Please print each record exactly, omitting none of them.

(Records from a data collection)
◆ ◆ ◆ ◆ ◆ ◆ ◆
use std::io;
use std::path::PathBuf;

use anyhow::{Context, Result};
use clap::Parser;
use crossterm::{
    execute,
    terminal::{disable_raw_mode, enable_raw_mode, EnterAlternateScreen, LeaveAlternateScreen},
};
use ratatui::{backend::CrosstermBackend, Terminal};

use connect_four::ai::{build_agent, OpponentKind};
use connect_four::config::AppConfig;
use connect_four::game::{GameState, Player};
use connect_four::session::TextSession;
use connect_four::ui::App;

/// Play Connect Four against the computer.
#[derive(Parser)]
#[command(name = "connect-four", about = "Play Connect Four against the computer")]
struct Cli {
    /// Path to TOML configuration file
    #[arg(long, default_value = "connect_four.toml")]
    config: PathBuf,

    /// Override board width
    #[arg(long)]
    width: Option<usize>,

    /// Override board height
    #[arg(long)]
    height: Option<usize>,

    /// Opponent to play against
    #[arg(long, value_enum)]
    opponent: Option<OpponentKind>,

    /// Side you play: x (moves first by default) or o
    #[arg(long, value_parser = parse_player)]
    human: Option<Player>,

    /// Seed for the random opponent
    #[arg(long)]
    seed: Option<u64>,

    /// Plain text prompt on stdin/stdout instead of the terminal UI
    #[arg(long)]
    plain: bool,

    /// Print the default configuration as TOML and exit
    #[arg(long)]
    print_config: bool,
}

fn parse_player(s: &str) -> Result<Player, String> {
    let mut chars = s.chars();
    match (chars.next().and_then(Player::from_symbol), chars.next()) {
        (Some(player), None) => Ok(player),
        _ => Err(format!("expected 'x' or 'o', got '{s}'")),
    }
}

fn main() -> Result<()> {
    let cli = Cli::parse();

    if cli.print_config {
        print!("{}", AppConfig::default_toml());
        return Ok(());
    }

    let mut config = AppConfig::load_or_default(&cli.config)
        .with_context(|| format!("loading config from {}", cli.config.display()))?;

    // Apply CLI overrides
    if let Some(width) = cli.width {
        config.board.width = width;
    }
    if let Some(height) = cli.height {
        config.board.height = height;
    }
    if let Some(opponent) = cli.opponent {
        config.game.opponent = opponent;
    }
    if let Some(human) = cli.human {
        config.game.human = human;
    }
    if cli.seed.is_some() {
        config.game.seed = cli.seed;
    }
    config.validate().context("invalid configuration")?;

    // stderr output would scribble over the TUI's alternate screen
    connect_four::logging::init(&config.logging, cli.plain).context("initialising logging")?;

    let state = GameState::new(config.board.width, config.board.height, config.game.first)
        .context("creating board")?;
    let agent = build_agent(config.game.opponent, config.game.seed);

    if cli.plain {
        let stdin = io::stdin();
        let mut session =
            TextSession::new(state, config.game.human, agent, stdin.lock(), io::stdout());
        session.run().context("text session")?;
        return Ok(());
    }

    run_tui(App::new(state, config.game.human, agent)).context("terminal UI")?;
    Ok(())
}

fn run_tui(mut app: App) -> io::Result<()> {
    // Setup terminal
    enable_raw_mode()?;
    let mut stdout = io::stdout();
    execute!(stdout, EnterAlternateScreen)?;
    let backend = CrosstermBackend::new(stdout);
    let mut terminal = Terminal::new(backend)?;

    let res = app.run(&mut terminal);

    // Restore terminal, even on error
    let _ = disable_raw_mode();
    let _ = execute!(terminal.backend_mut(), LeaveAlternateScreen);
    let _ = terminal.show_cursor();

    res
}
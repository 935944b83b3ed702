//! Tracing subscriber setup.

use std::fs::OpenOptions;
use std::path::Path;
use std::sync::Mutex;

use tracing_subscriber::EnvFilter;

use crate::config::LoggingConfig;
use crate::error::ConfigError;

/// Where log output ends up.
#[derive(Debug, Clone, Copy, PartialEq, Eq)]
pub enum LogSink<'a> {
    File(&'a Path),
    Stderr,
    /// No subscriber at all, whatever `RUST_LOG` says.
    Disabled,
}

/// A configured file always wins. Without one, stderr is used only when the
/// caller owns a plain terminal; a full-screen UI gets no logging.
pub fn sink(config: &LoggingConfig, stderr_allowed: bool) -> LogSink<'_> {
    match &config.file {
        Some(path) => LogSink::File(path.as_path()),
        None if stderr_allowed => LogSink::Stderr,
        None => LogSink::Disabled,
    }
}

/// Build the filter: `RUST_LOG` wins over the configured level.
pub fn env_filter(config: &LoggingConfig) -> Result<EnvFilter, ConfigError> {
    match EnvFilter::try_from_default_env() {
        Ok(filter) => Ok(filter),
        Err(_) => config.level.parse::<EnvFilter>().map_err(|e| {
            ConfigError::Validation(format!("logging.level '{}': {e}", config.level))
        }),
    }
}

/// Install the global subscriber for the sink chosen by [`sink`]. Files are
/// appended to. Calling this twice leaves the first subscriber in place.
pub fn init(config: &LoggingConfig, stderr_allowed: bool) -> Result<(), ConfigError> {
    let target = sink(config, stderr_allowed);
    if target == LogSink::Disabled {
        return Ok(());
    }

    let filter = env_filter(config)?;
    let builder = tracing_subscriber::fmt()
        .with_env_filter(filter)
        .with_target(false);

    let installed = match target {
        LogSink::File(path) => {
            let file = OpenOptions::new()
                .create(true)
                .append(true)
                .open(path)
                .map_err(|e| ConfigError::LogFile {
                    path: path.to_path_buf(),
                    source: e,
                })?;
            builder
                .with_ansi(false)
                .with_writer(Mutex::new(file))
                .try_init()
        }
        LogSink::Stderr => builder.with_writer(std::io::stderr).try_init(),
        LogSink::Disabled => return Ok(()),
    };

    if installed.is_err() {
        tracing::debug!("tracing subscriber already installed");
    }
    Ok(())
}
◆ ◆ ◆ ◆ ◆ ◆ ◆
#### [Finished exercise]
use std::io;
use std::path::PathBuf;

use anyhow::{Context, Result};
use clap::Parser;
use crossterm::{
    execute,
    terminal::{disable_raw_mode, enable_raw_mode, EnterAlternateScreen, LeaveAlternateScreen},
};
use ratatui::{backend::CrosstermBackend, Terminal};

use connect_four::ai::{build_agent, OpponentKind};
use connect_four::config::AppConfig;
use connect_four::game::{GameState, Player};
use connect_four::session::TextSession;
use connect_four::ui::App;

/// Play Connect Four against the computer.
#[derive(Parser)]
#[command(name = "connect-four", about = "Play Connect Four against the computer")]
struct Cli {
    /// Path to TOML configuration file
    #[arg(long, default_value = "connect_four.toml")]
    config: PathBuf,

    /// Override board width
    #[arg(long)]
    width: Option<usize>,

    /// Override board height
    #[arg(long)]
    height: Option<usize>,

    /// Opponent to play against
    #[arg(long, value_enum)]
    opponent: Option<OpponentKind>,

    /// Side you play: x (moves first by default) or o
    #[arg(long, value_parser = parse_player)]
    human: Option<Player>,

    /// Seed for the random opponent
    #[arg(long)]
    seed: Option<u64>,

    /// Plain text prompt on stdin/stdout instead of the terminal UI
    #[arg(long)]
    plain: bool,

    /// Print the default configuration as TOML and exit
    #[arg(long)]
    print_config: bool,
}

fn parse_player(s: &str) -> Result<Player, String> {
    let mut chars = s.chars();
    match (chars.next().and_then(Player::from_symbol), chars.next()) {
        (Some(player), None) => Ok(player),
        _ => Err(format!("expected 'x' or 'o', got '{s}'")),
    }
}

fn main() -> Result<()> {
    let cli = Cli::parse();

    if cli.print_config {
        print!("{}", AppConfig::default_toml());
        return Ok(());
    }

    let mut config = AppConfig::load_or_default(&cli.config)
        .with_context(|| format!("loading config from {}", cli.config.display()))?;

    // Apply CLI overrides
    if let Some(width) = cli.width {
        config.board.width = width;
    }
    if let Some(height) = cli.height {
        config.board.height = height;
    }
    if let Some(opponent) = cli.opponent {
        config.game.opponent = opponent;
    }
    if let Some(human) = cli.human {
        config.game.human = human;
    }
    if cli.seed.is_some() {
        config.game.seed = cli.seed;
    }
    config.validate().context("invalid configuration")?;

    // stderr output would scribble over the TUI's alternate screen
    connect_four::logging::init(&config.logging, cli.plain).context("initialising logging")?;

    let state = GameState::new(config.board.width, config.board.height, config.game.first)
        .context("creating board")?;
    let agent = build_agent(config.game.opponent, config.game.seed);

    if cli.plain {
        let stdin = io::stdin();
        let mut session =
            TextSession::new(state, config.game.human, agent, stdin.lock(), io::stdout());
        session.run().context("text session")?;
        return Ok(());
    }

    run_tui(App::new(state, config.game.human, agent)).context("terminal UI")?;
    Ok(())
}

fn run_tui(mut app: App) -> io::Result<()> {
    // Setup terminal
    enable_raw_mode()?;
    let mut stdout = io::stdout();
    execute!(stdout, EnterAlternateScreen)?;
    let backend = CrosstermBackend::new(stdout);
    let mut terminal = Terminal::new(backend)?;

    let res = app.run(&mut terminal);

    // Restore terminal, even on error
    let _ = disable_raw_mode();
    let _ = execute!(terminal.backend_mut(), LeaveAlternateScreen);
    let _ = terminal.show_cursor();

    res
}
repository 935944b83b3ed702
//! Tracing subscriber setup.

use std::fs::OpenOptions;
use std::path::Path;
use std::sync::Mutex;

use tracing_subscriber::EnvFilter;

use crate::config::LoggingConfig;
use crate::error::ConfigError;

/// Where log output ends up.
#[derive(Debug, Clone, Copy, PartialEq, Eq)]
pub enum LogSink<'a> {
    File(&'a Path),
    Stderr,
    /// No subscriber at all, whatever `RUST_LOG` says.
    Disabled,
}

/// A configured file always wins. Without one, stderr is used only when the
/// caller owns a plain terminal; a full-screen UI gets no logging.
pub fn sink(config: &LoggingConfig, stderr_allowed: bool) -> LogSink<'_> {
    match &config.file {
        Some(path) => LogSink::File(path.as_path()),
        None if stderr_allowed => LogSink::Stderr,
        None => LogSink::Disabled,
    }
}

/// Build the filter: `RUST_LOG` wins over the configured level.
pub fn env_filter(config: &LoggingConfig) -> Result<EnvFilter, ConfigError> {
    match EnvFilter::try_from_default_env() {
        Ok(filter) => Ok(filter),
        Err(_) => config.level.parse::<EnvFilter>().map_err(|e| {
            ConfigError::Validation(format!("logging.level '{}': {e}", config.level))
        }),
    }
}

/// Install the global subscriber for the sink chosen by [`sink`]. Files are
/// appended to. Calling this twice leaves the first subscriber in place.
pub fn init(config: &LoggingConfig, stderr_allowed: bool) -> Result<(), ConfigError> {
    let target = sink(config, stderr_allowed);
    if target == LogSink::Disabled {
        return Ok(());
    }

    let filter = env_filter(config)?;
    let builder = tracing_subscriber::fmt()
        .with_env_filter(filter)
        .with_target(false);

    let installed = match target {
        LogSink::File(path) => {
            let file = OpenOptions::new()
                .create(true)
                .append(true)
                .open(path)
                .map_err(|e| ConfigError::LogFile {
                    path: path.to_path_buf(),
                    source: e,
                })?;
            builder
                .with_ansi(false)
                .with_writer(Mutex::new(file))
                .try_init()
        }
        LogSink::Stderr => builder.with_writer(std::io::stderr).try_init(),
        LogSink::Disabled => return Ok(()),
    };

    if installed.is_err() {
        tracing::debug!("tracing subscriber already installed");
    }
    Ok(())
}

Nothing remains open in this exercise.